According to Heather Kelly of CNN, "Six billion text messages are sent every day in the United States, ... and over 2.2 trillion are sent a year. Globally, 8.6 trillion text messages are sent each year, according to Portio Research."

Example:

"When Birdy texted again, I was only a mile from Glades City, and the junkyard owned by Harris Spooner, so I was feeling tense and alone on this dark country road, until I read her message:
"On way home, no luck. Will call when reception better. Sorry!!! ☺
"I felt like saying Yippee! a word I've never used, and my spirits, which had been low, rebounded. ... So I left a message, then replied to her text: Am near Glade City exit, how about glass of wine? Where U? As I hit Send, I noticed car lights behind me and was relieved when I saw that it was an eighteen-wheeler."
(Randy Wayne White, Deceived. Penguin, 2013)

Myths About Texting

"All the popular beliefs about texting are wrong, or at least debatable. Its graphic distinctiveness is not a totally new phenomenon. Nor is its use restricted to the young generation. There is increasing evidence that it helps rather than hinders literacy. And only a very tiny part of the language uses its distinctive orthography." (David Crystal, Txtng: the Gr8 Db8. Oxford University Press, 2008)

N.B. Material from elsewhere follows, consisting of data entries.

//! Matching installed toolchain lines against a requested name.
//!
//! `rustup toolchain list` prints fully qualified names, optionally followed
//! by ` (default)`. A [`ToolchainMatcher`] is built from a possibly partial
//! name and the host triple, and accepts exactly the line rustup would print
//! for that toolchain.

use regex::Regex;
use std::fmt;

use crate::error::Result;
use crate::name::{TargetTriple, ToolchainDesc};

/// Pattern that recognizes one toolchain in `rustup toolchain list` output.
///
/// # Example
///
/// ```
/// use toolchain::{TargetTriple, ToolchainMatcher};
///
/// let host: TargetTriple = "x86_64-apple-darwin".parse().unwrap();
/// let matcher = ToolchainMatcher::new("stable", &host).unwrap();
///
/// assert_eq!(matcher.as_str(), r"^stable-x86_64-apple-darwin(?: \(default\))?$");
/// assert!(matcher.matches("stable-x86_64-apple-darwin (default)"));
/// assert!(!matcher.matches("stable-x86_64-apple-darwin-extra"));
/// ```
#[derive(Debug, Clone)]
pub struct ToolchainMatcher {
    desc: ToolchainDesc,
    regex: Regex,
}

impl ToolchainMatcher {
    /// Build a matcher for `name`, filling missing components from `host`.
    ///
    /// # Errors
    ///
    /// Returns `Error::InvalidToolchain` when `name` cannot be parsed.
    pub fn new(name: &str, host: &TargetTriple) -> Result<Self> {
        let requested = name.parse::<ToolchainDesc>()?;
        let desc = requested.resolve(host);
        let regex = Regex::new(&pattern(&requested, &desc))?;
        Ok(Self { desc, regex })
    }

    /// The fully resolved toolchain this matcher looks for.
    #[must_use]
    pub fn toolchain(&self) -> &ToolchainDesc {
        &self.desc
    }

    /// The anchored pattern.
    #[must_use]
    pub fn as_str(&self) -> &str {
        self.regex.as_str()
    }

    /// Whether a line of `rustup toolchain list` output is this toolchain.
    #[must_use]
    pub fn matches(&self, line: &str) -> bool {
        self.regex.is_match(line)
    }
}

impl fmt::Display for ToolchainMatcher {
    fn fmt(&self, f: &mut fmt::Formatter<'_>) -> fmt::Result {
        f.write_str(self.as_str())
    }
}

/// Components taken from the requested name are escaped, host components
/// are used as they are.
fn pattern(requested: &ToolchainDesc, resolved: &ToolchainDesc) -> String {
    let mut pattern = format!("^{}", regex::escape(&resolved.channel));
    let parts = [
        (&requested.arch, &resolved.arch),
        (&requested.os, &resolved.os),
        (&requested.env, &resolved.env),
    ];
    for (given, part) in parts {
        let Some(part) = part else { continue };
        pattern.push('-');
        if given.is_some() {
            pattern.push_str(&regex::escape(part));
        } else {
            pattern.push_str(part);
        }
    }
    pattern.push_str(r"(?: \(default\))?$");
    pattern
}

Texting and Instant Messaging

"[A]bbreviations, acronyms, and emoticons are less prevalent in American college student IM [Instant Messaging] conversations than suggested by the popular press. To move beyond media hyperbole regarding text messaging, we need corpus-based analyses of texting.
"Judging from our sample, American college-student text messaging and IM differed in several interesting ways. Text messages were consistently longer and contained more sentences, probably resulting from both cost factors and the tendency for IM conversations to be chunked into sequences of short messages. Text messages contained many more abbreviations than IMs, but even the number in texting was small." (Naomi Baron, Always On: Language in an Online and Mobile World. Oxford University Press, 2008)

A Good Text

"A good text, a well-timed text, a text that expresses some bullet of revelation, some reminder of love, some thoughtful association or ball-busting paraphrase of what we agree on reconnects us when that is all we ever wanted--connection--in the midst of the chattering, indifferent cloud of humanity."
(Tom Chiarella, "Rule No. 991: It Is Entirely Possible to Write a Good Text Message." Esquire, May 2015

Teenagers and Texting

  • "In the United States, 75% of teenagers text, sending an average of 60 texts a day. According to Pew Internet research, texting is teens' most common form of communication, beating out phone conversations, social networks, and old-fashioned face-to-face conversations." (Heather Kelly, "OMG, the Text Message Turns 20. But Has SMS Peaked?" CNN, December 3, 2012)
  • "For teenagers now, . . . texting has been largely superseded by instant messaging--as Stephanie Lipman, a 17-year-old Londoner, explains. 'I did text for a while, but instant messaging is so much better-- like a constant stream-of-consciousness. You don't have to bother with "Hello. How are you?" or any of that. You just have this series of conversations with your friends which you can add on to when you're in the mood.'" (James Delingpole, "Texting Is So Last Year." Daily Telegraph, Jan. 17, 2010)
  • "[F]or young people, blogs are work, not play. A 2008 Pew research project found that while 85% of 12 to 17-year-olds engaged in electronic personal communication (including texting, email, instant messaging and commenting on social media), 60% didn’t consider these texts to be 'writing.' Another study in 2013 revealed that teenagers still distinguish between the 'proper' writing they do for school (which may be on blogs) and their informal, social communication."(Mel Campbell, "Should We Mourn the End of Blogs?" The Guardian, July 17, 2014)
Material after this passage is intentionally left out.